Travel is not about the places. It’s about the landscape of people. Like in Bangkok, the small family owned hotel I stay at because I love the owners and try not to think of the history of the mattress. The wife scrubs the floors in her sari, the husband sleeps behind the desk all night and during the day, smokes cigarettes on the patio guarding my stuff.
In Cambodia, it’s about people I’ve never meet.
I went on to Cambodia via bus from Bangkok through the back door border city of Poipet. Whatever definition of poverty I had before I cross the border, the floor dropped out. Shops made out of faded advertising and sheet metal.
White thin cows wandering near the roadside, an occasional stray dog causing the bus driver to throw on his brakes. It was not the Cambodia that I saw on the cover of a travel brochure, the seam of where heaven and earth are stitched together. I’d see that one later.
Everyone had to get off the bus to get our passports checked. On the way, I am stopped by a one legged beggar collecting donations in his prosthetic leg.
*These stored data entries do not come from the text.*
//! Configuration management for the gantt viewer.
//!
//! This crate handles loading, validating, and persisting configuration,
//! and resolves the viewer session.
//!
//! # Overview
//!
//! - [`config`]: Core configuration struct and loading logic
//! - [`session`]: Session token resolution and the login gate
//! - [`persistence`]: Config file reading and writing
//! - [`error`]: Error types for configuration operations
//!
//! # Configuration Sources (Priority)
//!
//! 1. Local config (`./gantt.json5` or `./gantt.json`)
//! 2. User config (`<config dir>/gantt/config.json5` or `config.json`)
//! 3. Built-in defaults
//!
//! # Example
//!
//! ```json5
//! {
//!   viewer: {
//!     row_height: 1,
//!     track_width: 240,
//!     // omit to fit the range to the records
//!     range: { start: "2023-06-01T09:00", end: "2023-06-27T13:00" },
//!     columns: ["id", "task_name", "start", "finish"],
//!     header_resolution: "week",
//!     default_color: "rgb(85, 155, 241)",
//!   },
//!   data_path: "schedule.json",
//! }
//! ```
//!
//! ```no_run
//! use gantt_config::Config;
//!
//! # fn example() -> gantt_config::Result<()> {
//! let config = Config::load()?;
//! println!("Track is {} columns wide", config.viewer.track_width);
//! # Ok(())
//! # }
//! ```

pub mod config;
pub mod error;
pub mod persistence;
pub mod session;

pub use config::{Config, ViewerConfig};
pub use error::{ConfigError, Result};
pub use session::Session;
//! Timeline panel rendering.
//!
//! Draws the date header and one bar per record, positioned by a
//! [`TimeScale`]. Track units are terminal columns; the panel shows the
//! slice of the track starting at `scroll_x`.

use std::str::FromStr;

use gantt_protocol::{BarGeometry, HeaderResolution, Record, TimeScale};
use ratatui::{
    buffer::Buffer,
    layout::Rect,
    style::{Color, Modifier, Style},
    text::Span,
    widgets::Widget,
};

use crate::rows::RowWindow;

/// Bar color for records without a usable color of their own.
pub const DEFAULT_BAR_COLOR: Color = Color::Rgb(85, 155, 241);

/// Background of the row under the cursor.
const CURSOR_BG: Color = Color::DarkGray;

/// Parses a record color.
///
/// Accepts `rgb(r, g, b)` as well as everything [`Color::from_str`] knows:
/// named colors, `#rrggbb`, and palette indices.
///
/// # Examples
///
/// ```
/// use gantt_tui::widgets::timeline::parse_color;
/// use ratatui::style::Color;
///
/// assert_eq!(parse_color("rgb(85, 155, 241)"), Some(Color::Rgb(85, 155, 241)));
/// assert_eq!(parse_color("#ff8800"), Some(Color::Rgb(255, 136, 0)));
/// assert_eq!(parse_color("red"), Some(Color::Red));
/// assert_eq!(parse_color("rgb(300, 0, 0)"), None);
/// ```
#[must_use]
pub fn parse_color(input: &str) -> Option<Color> {
    let input = input.trim();
    if let Some(inner) = input
        .strip_prefix("rgb(")
        .and_then(|rest| rest.strip_suffix(')'))
    {
        let mut channels = inner.split(',').map(|c| c.trim().parse::<u8>());
        let color = match (channels.next(), channels.next(), channels.next()) {
            (Some(Ok(r)), Some(Ok(g)), Some(Ok(b))) => Color::Rgb(r, g, b),
            _ => return None,
        };
        return channels.next().is_none().then_some(color);
    }
    Color::from_str(input).ok()
}

/// Returns the fill color for a record's bar.
#[must_use]
pub fn bar_color(record: &Record, default: Color) -> Color {
    record
        .color
        .as_deref()
        .and_then(parse_color)
        .unwrap_or(default)
}

/// Converts a bar on the track to the cells it covers in a panel `width`
/// columns wide scrolled to `scroll_x`.
///
/// Returns `(x, len)` relative to the panel, or `None` when the bar is empty
/// or entirely out of view. Bars with a positive width cover at least one
/// cell.
#[must_use]
pub fn bar_cells(bar: BarGeometry, scroll_x: u16, width: u16) -> Option<(u16, u16)> {
    if bar.width.is_nan() || bar.width <= 0.0 {
        return None;
    }
    let start = bar.left.floor();
    let end = bar.right().ceil().max(start + 1.0);

    let view_start = f64::from(scroll_x);
    let view_end = view_start + f64::from(width);
    let visible_start = start.max(view_start);
    let visible_end = end.min(view_end);
    if visible_end <= visible_start {
        return None;
    }

    // Both values are within 0..=width here.
    let x = (visible_start - view_start) as u16;
    let len = (visible_end - visible_start) as u16;
    Some((x, len))
}

/// The timeline panel.
///
/// # Examples
///
/// ```
/// use gantt_protocol::dummy::{sample_range, sample_records};
/// use gantt_protocol::{HeaderResolution, TimeScale};
/// use gantt_tui::rows::RowWindow;
/// use gantt_tui::widgets::timeline::{DEFAULT_BAR_COLOR, Timeline};
/// use ratatui::{buffer::Buffer, layout::Rect, widgets::Widget};
///
/// let records = sample_records();
/// let scale = TimeScale::new(sample_range(), 60.0).unwrap();
/// let area = Rect::new(0, 0, 60, 10);
/// let mut buf = Buffer::empty(area);
///
/// Timeline {
///     records: &records,
///     scale: &scale,
///     resolution: HeaderResolution::Week,
///     default_color: DEFAULT_BAR_COLOR,
///     scroll_x: 0,
///     window: RowWindow::new(0, 1),
/// }
/// .render(area, &mut buf);
/// ```
#[derive(Debug, Clone, Copy)]
pub struct Timeline<'a> {
    /// Records to draw, in row order.
    pub records: &'a [Record],
    /// Maps timestamps onto the track.
    pub scale: &'a TimeScale,
    /// Header tick granularity.
    pub resolution: HeaderResolution,
    /// Fill for records without a usable color.
    pub default_color: Color,
    /// First track column shown at the left edge of the panel.
    pub scroll_x: u16,
    /// Rows on screen.
    pub window: RowWindow,
}

impl Widget for Timeline<'_> {
    fn render(self, area: Rect, buf: &mut Buffer) {
        if area.is_empty() {
            return;
        }
        self.render_header(RowWindow::header(area), buf);

        for index in self.window.visible(area, self.records.len()) {
            let Some(band) = self.window.band(area, index) else {
                continue;
            };
            if self.window.is_cursor(index) {
                buf.set_style(band, Style::default().bg(CURSOR_BG));
            }

            let record = &self.records[index];
            let Some(bar) = self.scale.bar_for(record) else {
                continue;
            };
            if let Some((x, len)) = bar_cells(bar, self.scroll_x, band.width) {
                let cells = Rect {
                    x: band.x + x,
                    width: len,
                    ..band
                };
                let color = bar_color(record, self.default_color);
                buf.set_style(cells, Style::default().bg(color));
            }
        }
    }
}

impl Timeline<'_> {
    /// Writes tick labels, skipping any that would overlap the previous one.
    fn render_header(&self, area: Rect, buf: &mut Buffer) {
        let style = Style::default()
            .fg(Color::Cyan)
            .add_modifier(Modifier::BOLD);
        let view_start = f64::from(self.scroll_x);
        let mut next_free = 0u16;

        // One column of slack on the left for ticks that round onto it.
        let from = self.scale.date_at(view_start - 1.0);
        let to = self.scale.date_at(view_start + f64::from(area.width));

        for tick in self.scale.ticks_between(from, to, self.resolution) {
            let x = tick.offset.round() - view_start;
            if x < f64::from(next_free) || x >= f64::from(area.width) {
                continue;
            }
            let x = x as u16;
            let label_width =
                u16::try_from(Span::raw(tick.label.as_str()).width()).unwrap_or(u16::MAX);
            buf.set_stringn(
                area.x + x,
                area.y,
                format!("▏{}", tick.label),
                usize::from(area.width - x),
                style,
            );
            next_free = x.saturating_add(label_width).saturating_add(2);
        }
    }
}

#[cfg(test)]
mod tests {
    use super::*;
    use crate::test_utils::buffer_to_string;
    use gantt_protocol::dummy::{sample_range, sample_records};
    use gantt_protocol::parse_timestamp;

    fn bar(left: f64, width: f64) -> BarGeometry {
        BarGeometry { left, width }
    }

    #[test]
    fn parse_rgb_with_spacing() {
        assert_eq!(parse_color("rgb(1,2,3)"), Some(Color::Rgb(1, 2, 3)));
        assert_eq!(parse_color("  rgb( 1 , 2 , 3 ) "), Some(Color::Rgb(1, 2, 3)));
        assert_eq!(parse_color("rgb(1, 2)"), None);
        assert_eq!(parse_color("rgb(1, 2, 3, 4)"), None);
        assert_eq!(parse_color("not a color"), None);
    }

    #[test]
    fn bar_color_falls_back_to_default() {
        let ts = |s| parse_timestamp(s).unwrap();
        let record = Record::new(1, "a", ts("2023-06-01"), ts("2023-06-02"));
        assert_eq!(bar_color(&record, DEFAULT_BAR_COLOR), DEFAULT_BAR_COLOR);

        let record = record.with_color("chartreuse-ish");
        assert_eq!(bar_color(&record, DEFAULT_BAR_COLOR), DEFAULT_BAR_COLOR);

        let record = record.with_color("rgb(241, 155, 85)");
        assert_eq!(bar_color(&record, DEFAULT_BAR_COLOR), Color::Rgb(241, 155, 85));
    }

    #[test]
    fn bar_cells_covers_partial_columns() {
        assert_eq!(bar_cells(bar(2.4, 3.3), 0, 20), Some((2, 4)));
        assert_eq!(bar_cells(bar(2.6, 0.1), 0, 20), Some((2, 1)));
        assert_eq!(bar_cells(bar(19.6, 0.4), 0, 20), Some((19, 1)));
    }

    #[test]
    fn bar_cells_skips_empty_and_inverted_bars() {
        assert_eq!(bar_cells(bar(5.0, 0.0), 0, 20), None);
        assert_eq!(bar_cells(bar(5.0, -2.0), 0, 20), None);
        assert_eq!(bar_cells(bar(5.0, f64::NAN), 0, 20), None);
    }

    #[test]
    fn bar_cells_clips_to_view() {
        assert_eq!(bar_cells(bar(5.0, 10.0), 8, 20), Some((0, 7)));
        assert_eq!(bar_cells(bar(15.0, 10.0), 0, 20), Some((15, 5)));
        assert_eq!(bar_cells(bar(25.0, 10.0), 0, 20), None);
        assert_eq!(bar_cells(bar(-10.0, 5.0), 0, 20), None);
    }

    #[test]
    fn bars_land_on_their_rows() {
        let records = sample_records();
        let scale = TimeScale::new(sample_range(), 60.0).unwrap();
        let area = Rect::new(0, 0, 60, 10);
        let mut buf = Buffer::empty(area);

        Timeline {
            records: &records,
            scale: &scale,
            resolution: HeaderResolution::Week,
            default_color: DEFAULT_BAR_COLOR,
            scroll_x: 0,
            window: RowWindow::new(0, 1),
        }
        .render(area, &mut buf);

        for (index, record) in records.iter().enumerate() {
            let y = 1 + index as u16;
            let cells = bar_cells(scale.bar_for(record).unwrap(), 0, 60).unwrap();
            let expected = bar_color(record, DEFAULT_BAR_COLOR);
            assert_eq!(buf[(cells.0, y)].bg, expected, "row {index}");
        }
        // Row 9 is past the last record.
        assert!((0..60).all(|x| buf[(x, 9)].bg == Color::Reset));
    }

    #[test]
    fn record_without_dates_has_no_bar() {
        let mut records = sample_records();
        records[1].start = None;
        let scale = TimeScale::new(sample_range(), 60.0).unwrap();
        let area = Rect::new(0, 0, 60, 5);
        let mut buf = Buffer::empty(area);

        Timeline {
            records: &records,
            scale: &scale,
            resolution: HeaderResolution::Month,
            default_color: DEFAULT_BAR_COLOR,
            scroll_x: 0,
            window: RowWindow::new(0, 1),
        }
        .render(area, &mut buf);

        assert!((0..60).all(|x| buf[(x, 2)].bg == Color::Reset));
        assert!((0..60).any(|x| buf[(x, 3)].bg != Color::Reset));
    }

    #[test]
    fn header_shows_week_ticks() {
        let records = sample_records();
        let scale = TimeScale::new(sample_range(), 60.0).unwrap();
        let area = Rect::new(0, 0, 60, 2);
        let mut buf = Buffer::empty(area);

        Timeline {
            records: &records,
            scale: &scale,
            resolution: HeaderResolution::Week,
            default_color: DEFAULT_BAR_COLOR,
            scroll_x: 0,
            window: RowWindow::new(0, 1),
        }
        .render(area, &mut buf);

        let header = buffer_to_string(&buf);
        let header = header.lines().next().unwrap();
        assert!(header.contains("05 Jun"), "{header}");
        assert!(header.contains("12 Jun"), "{header}");
    }

    #[test]
    fn scrolled_header_labels_visible_days() {
        let records = sample_records();
        let scale = TimeScale::new(sample_range(), 240.0).unwrap();
        let area = Rect::new(0, 0, 40, 2);
        let mut buf = Buffer::empty(area);

        Timeline {
            records: &records,
            scale: &scale,
            resolution: HeaderResolution::Day,
            default_color: DEFAULT_BAR_COLOR,
            scroll_x: 120,
            window: RowWindow::new(0, 1),
        }
        .render(area, &mut buf);

        let header = buffer_to_string(&buf);
        let header = header.lines().next().unwrap();
        // Track columns 120..160 cover Jun 14 11:00 to Jun 18 19:40.
        for day in ["▏15", "▏16", "▏17", "▏18"] {
            assert!(header.contains(day), "{header}");
        }
        assert!(!header.contains("14"), "{header}");
        assert!(!header.contains("19"), "{header}");
        assert_eq!(buf[(5, 0)].symbol(), "▏");
    }
}
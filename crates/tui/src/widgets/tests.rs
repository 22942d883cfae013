//! Rendering tests that span both chart panels.

use gantt_protocol::dummy::{sample_range, sample_records};
use gantt_protocol::{HeaderResolution, Record, TimeScale};
use ratatui::{buffer::Buffer, layout::Rect, style::Color, widgets::Widget};

use super::timeline::{DEFAULT_BAR_COLOR, bar_color};
use super::{Timeline, render_task_list};
use crate::rows::RowWindow;
use crate::test_utils::buffer_to_string;

fn render_side_by_side(records: &[Record], window: RowWindow, height: u16) -> Buffer {
    let left = Rect::new(0, 0, 20, height);
    let right = Rect::new(20, 0, 40, height);
    let mut buf = Buffer::empty(Rect::new(0, 0, 60, height));
    let scale = TimeScale::new(sample_range(), 40.0).unwrap();

    render_task_list(records, &["task_name".to_string()], window, left, &mut buf);
    Timeline {
        records,
        scale: &scale,
        resolution: HeaderResolution::Week,
        default_color: DEFAULT_BAR_COLOR,
        scroll_x: 0,
        window,
    }
    .render(right, &mut buf);
    buf
}

fn row_text(buf: &Buffer, y: u16, xs: std::ops::Range<u16>) -> String {
    xs.map(|x| buf[(x, y)].symbol()).collect::<String>().trim_end().to_string()
}

fn row_has_bar(buf: &Buffer, y: u16, color: Color) -> bool {
    (20..60).any(|x| buf[(x, y)].bg == color)
}

#[test]
fn five_records_make_five_aligned_rows() {
    let records = sample_records()[..5].to_vec();
    let buf = render_side_by_side(&records, RowWindow::new(0, 1), 10);

    for (index, record) in records.iter().enumerate() {
        let y = 1 + index as u16;
        assert_eq!(row_text(&buf, y, 0..20), record.field("task_name"));
        assert!(
            row_has_bar(&buf, y, bar_color(record, DEFAULT_BAR_COLOR)),
            "no bar for {} on row {y}",
            record.field("task_name")
        );
    }
    for y in 6..10 {
        assert_eq!(row_text(&buf, y, 0..60), "");
    }
}

#[test]
fn taller_rows_stay_aligned() {
    let records = sample_records()[..3].to_vec();
    let buf = render_side_by_side(&records, RowWindow::new(0, 2), 10);

    for (index, record) in records.iter().enumerate() {
        let y = 1 + 2 * index as u16;
        assert_eq!(row_text(&buf, y, 0..20), record.field("task_name"));
        let color = bar_color(record, DEFAULT_BAR_COLOR);
        assert!(row_has_bar(&buf, y, color));
        assert!(row_has_bar(&buf, y + 1, color));
    }
}

#[test]
fn scrolling_moves_both_panels() {
    let records = sample_records();
    let buf = render_side_by_side(&records, RowWindow::new(5, 1), 4);

    for (offset, record) in records[5..8].iter().enumerate() {
        let y = 1 + offset as u16;
        assert_eq!(row_text(&buf, y, 0..20), record.field("task_name"));
        assert!(row_has_bar(&buf, y, bar_color(record, DEFAULT_BAR_COLOR)));
    }
}

#[test]
fn malformed_record_keeps_its_row() {
    let mut records = sample_records()[..3].to_vec();
    records[1].finish = None;
    let buf = render_side_by_side(&records, RowWindow::new(0, 1), 5);

    assert_eq!(row_text(&buf, 2, 0..20), "Requirements");
    assert!(!(20..60).any(|x| buf[(x, 2)].bg != Color::Reset));
    assert!(row_has_bar(&buf, 3, bar_color(&records[2], DEFAULT_BAR_COLOR)));
}

#[test]
fn headers_share_the_first_line() {
    let records = sample_records()[..2].to_vec();
    let buf = render_side_by_side(&records, RowWindow::new(0, 1), 4);

    let content = buffer_to_string(&buf);
    let header = content.lines().next().unwrap();
    assert!(header.starts_with("task_name"));
    assert!(header.contains("Jun"));
}
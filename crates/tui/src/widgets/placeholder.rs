//! Centered one-line messages shown in place of panel content.

use ratatui::{
    buffer::Buffer,
    layout::{Alignment, Rect},
    style::{Color, Modifier, Style},
    widgets::{Paragraph, Widget},
};

/// Text shown while records are being loaded.
pub const LOADING_TEXT: &str = "Loading…";

/// Renders `text` centered in `area`.
///
/// # Examples
///
/// ```
/// use ratatui::buffer::Buffer;
/// use ratatui::layout::Rect;
/// use gantt_tui::widgets::placeholder::{LOADING_TEXT, render_placeholder};
///
/// let area = Rect::new(0, 0, 40, 5);
/// let mut buf = Buffer::empty(area);
/// render_placeholder(LOADING_TEXT, area, &mut buf);
/// ```
pub fn render_placeholder(text: &str, area: Rect, buf: &mut Buffer) {
    if area.is_empty() {
        return;
    }
    let line = Rect {
        y: area.y + area.height.saturating_sub(1) / 2,
        height: 1,
        ..area
    };
    Paragraph::new(text)
        .style(
            Style::default()
                .fg(Color::DarkGray)
                .add_modifier(Modifier::ITALIC),
        )
        .alignment(Alignment::Center)
        .render(line, buf);
}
I want to look away. I want to erase him from my mind but I can’t. What do I know about having a bad day.
I get back on the bus when a woman who looks like a jar unearthed from an archeological dig catches my eye. She’s crusted with mud, her pants needed a good tugging up. She nibbles scraps she finds in a trashcan, her round belly reminding me of my Mom.
The bus pulls off, but thoughts of the woman travel with me. Would she be beaten that night? Raped and spat upon? Do her parents worry about her? Does anyone pray for her?
I will. I touch the snowflake tattoo behind my left ear, each point a reminder to pray for a special person. She’ll will be one of them in 2018.
I go onto Phnom Penh to visit the Toul Sleng High school, better known as the Genocide Museum. It was used by Khmer Rouge to torture thousands of innocent people in the seventies while I was listening to Bob Seger albums. My stomach turns as I look at the thousands of portraits of people whose lives ended there. Faces without names, just numbers around their necks.Terror in their eyes.
I lit incense. I weep. I wonder what I really know about pain.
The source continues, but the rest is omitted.